Stocks: Low Prices, Merger Talk Fueled January Buying By Insiders at

Insiders at regional banks continued their aggressive stock buildup in January, as the sector's low equity prices and merger speculation fueled a buying binge.

The hottest banks for insiders were Trustmark Corp., Jackson Miss., and Integra Financial Corp., in Pittsburgh. But such smaller banks as Star Banc Corp., Cincinnati, and Intercontinental Bank, Miami, also enjoyed strong insider interest.

"With all the talk about consolidation and Glass-Steagall repeal making the acquisition mix more interesting, you are seeing jockeying for positions and people speculating for potential deals," said Robert Gabele, president of CDA/Investnet, which provided the data.
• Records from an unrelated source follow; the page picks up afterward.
use std::f64::consts::{FRAC_PI_2, FRAC_PI_4};

use crate::delta::DeltaKinematics;
use crate::kinematic_traits::Kinematics;
use crate::motion_error::MotionError;
use crate::parameters::{DeltaParams, QuattroParams, SixRusParams};
use crate::quattro::QuattroKinematics;
use crate::six_rus::SixRusKinematics;

const POSE_TOLERANCE: f64 = 1e-6;

fn assert_round_trip(kinematics: &dyn Kinematics, pose: &[f64]) {
    let angles = kinematics
        .inverse(pose)
        .unwrap_or_else(|e| panic!("pose {:?} should be reachable: {}", pose, e));
    let recovered = kinematics
        .forward(&angles)
        .unwrap_or_else(|e| panic!("forward solve failed for {:?}: {}", pose, e));
    for (have, want) in recovered.iter().zip(pose) {
        assert!(
            (have - want).abs() < POSE_TOLERANCE,
            "pose {:?} recovered as {:?}",
            pose,
            recovered
        );
    }
}

#[test]
fn delta_round_trips_inside_envelope() {
    let kinematics = DeltaKinematics::new(DeltaParams::reference());
    // Poses the demo programs actually visit
    for pose in [
        [0.0, 0.0, -164.8],
        [30.0, 30.0, -164.8],
        [-30.0, 30.0, -164.8],
        [40.0, 0.0, -164.8],
        [-20.0, -35.0, -184.8],
        [10.0, 5.0, -205.0],
    ] {
        assert_round_trip(&kinematics, &pose);
    }
}

#[test]
fn quattro_round_trips_inside_envelope() {
    let kinematics = QuattroKinematics::new(QuattroParams::reference());
    for pose in [
        [0.0, 0.0, -180.2, 0.78],
        [30.0, 30.0, -180.2, 0.78],
        [-30.0, 20.0, -200.0, 0.6],
        [0.0, -30.0, -220.0, 0.9],
    ] {
        assert_round_trip(&kinematics, &pose);
    }
}

#[test]
fn six_rus_round_trips_near_center() {
    let kinematics = SixRusKinematics::new(SixRusParams::big_effector());
    for pose in [
        [0.0, 0.0, -206.2, 0.0, 0.0, 0.0],
        [10.0, -10.0, -216.2, 0.0, 0.0, 0.0],
        [5.0, 5.0, -210.0, 0.05, -0.05, 0.1],
    ] {
        assert_round_trip(&kinematics, &pose);
    }
}

/// The documented reference scenario: at the fully stretched center pose all
/// four Quattro arms see identical geometry, and the discriminant degenerates
/// so the elbow-outward branch lands exactly on 90 degrees.
#[test]
fn quattro_reference_pose_yields_four_equal_right_angles() {
    let params = QuattroParams::reference();
    let reach = params.base_radius - params.effector_bar / 2f64.sqrt();
    let z0 = params.l1 + (params.l2 * params.l2 - reach * reach).sqrt();

    let kinematics = QuattroKinematics::new(params);
    let angles = kinematics
        .inverse(&[0.0, 0.0, -z0, FRAC_PI_4])
        .expect("the stretched center pose is reachable");

    assert_eq!(angles.len(), 4);
    for pair in angles.windows(2) {
        assert!((pair[0] - pair[1]).abs() < 1e-9, "angles differ: {:?}", angles);
    }
    for angle in &angles {
        assert!(*angle > 0.0, "angle {} must be positive", angle);
        assert!((angle - FRAC_PI_2).abs() < 1e-9, "angle {} is not 90 degrees", angle);
    }
}

#[test]
fn delta_negative_discriminant_raises_violation() {
    let kinematics = DeltaKinematics::new(DeltaParams::reference());
    assert_eq!(
        kinematics.inverse(&[400.0, 0.0, -150.0]),
        Err(MotionError::WorkspaceViolation)
    );
}

#[test]
fn delta_rejects_pose_when_no_branch_points_outward() {
    let kinematics = DeltaKinematics::new(DeltaParams::reference());
    // The discriminant is positive here, but the second arm's admissible
    // branch comes out negative: rejected by the sign constraint, not the
    // discriminant.
    assert_eq!(
        kinematics.inverse(&[0.0, -40.0, -150.0]),
        Err(MotionError::WorkspaceViolation)
    );
}

#[test]
fn six_rus_has_no_workspace_clamp() {
    // Known gap carried over from the reference behavior: the 6-RUS inverse
    // transform answers even for unreachable poses, through the complex
    // branch of its discriminant.
    let kinematics = SixRusKinematics::new(SixRusParams::big_effector());
    let angles = kinematics.inverse(&[500.0, 0.0, -100.0, 0.0, 0.0, 0.0]).unwrap();
    assert_eq!(angles.len(), 6);
    assert!(angles.iter().all(|a| a.is_finite()));
}

#[test]
fn reconfiguration_changes_the_transform() {
    let mut kinematics = DeltaKinematics::new(DeltaParams::reference());
    let before = kinematics.inverse(&[0.0, 0.0, -180.0]).unwrap();

    kinematics.set_dimensions(&[45.0, 25.0, 50.0, 170.0]).unwrap();
    let after = kinematics.inverse(&[0.0, 0.0, -180.0]).unwrap();

    assert!(
        (before[0] - after[0]).abs() > 1e-6,
        "new dimensions must change the solution"
    );
}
Regional bank insiders began aggressively buying last October as bank stocks swooned to 52-week lows.

But the persistence of the transactions indicates interest is tied to more than just value buying, Mr. Gabele said.

Still, he doubted most investors were acting in anticipation of an imminent deal.

The insider buying was hardly a universal phenomenon. There were almost as many sellers as buyers at First Interstate Bancorp and at Wells Fargo & Co., where former CEO Carl Reichardt exercised a large number of options and then sold them.

And two directors at Roosevelt Financial Group sold more than 100,000 shares each in January.

Nonetheless, the vast majority of active insiders in January were buyers.

At Trustmark Corp., there were five insider buys and no sells. At Star Banc there were five insider buys in the month.

At Miami's $1 billion-asset Intercontinental Bank, a primary takeover candidate in Florida, three vice presidents and chairman William H. Allen exercised large options positions in early January.

None of the positions were due that month and Mr. Allen's options for 10,000 shares was not due to expire until 2002.

At Integra there were nine buys in January. Integra's director Robert A. Paul, the company's leading insider shareholder, made five buys totaling 40,000 shares to bring his holdings to 391,278 shares, or more than 1% of all shares outstanding.

At St. Louis-based Roosevelt Financial, the nation's ninth-largest thrift, director Douglas T. Breeden sold 100,000 shares to bring his holdings down to 204,468. And director Bradbury Dyer sold 153,500 shares and now owns 636,837 shares.

Mr. Dyer had been a director with Farm and Home Financial Corp., which Roosevelt bought last year, so this represented his first opportunity to liquidate some of his holdings, said Roosevelt's general counsel, Daniel O'Donnell.

At Wells Fargo, Mr. Reichardt, the former CEO and currently a director, exercised his option on 351,650 shares of common between $40.50 and $110.75, and immediately sold them for between $141 and $148.50.

Mr. Reichardt now holds 150,549 shares. The company did not respond to questions regarding the sale.

At Shawmut National Corp., director Stillman B. Brown bought 10,000 shares on Jan. 23, less than a month before the New England regional announced a sale to Fleet Financial Group. Merger discussions didn't begin until Feb. 6, according to a Shawmut spokesperson.

At J.P. Morgan & Co., three officers, Michael Enthoven, James Flynn, and Cary N. Potter, unloaded thousands of shares in January to significantly pare their holdings.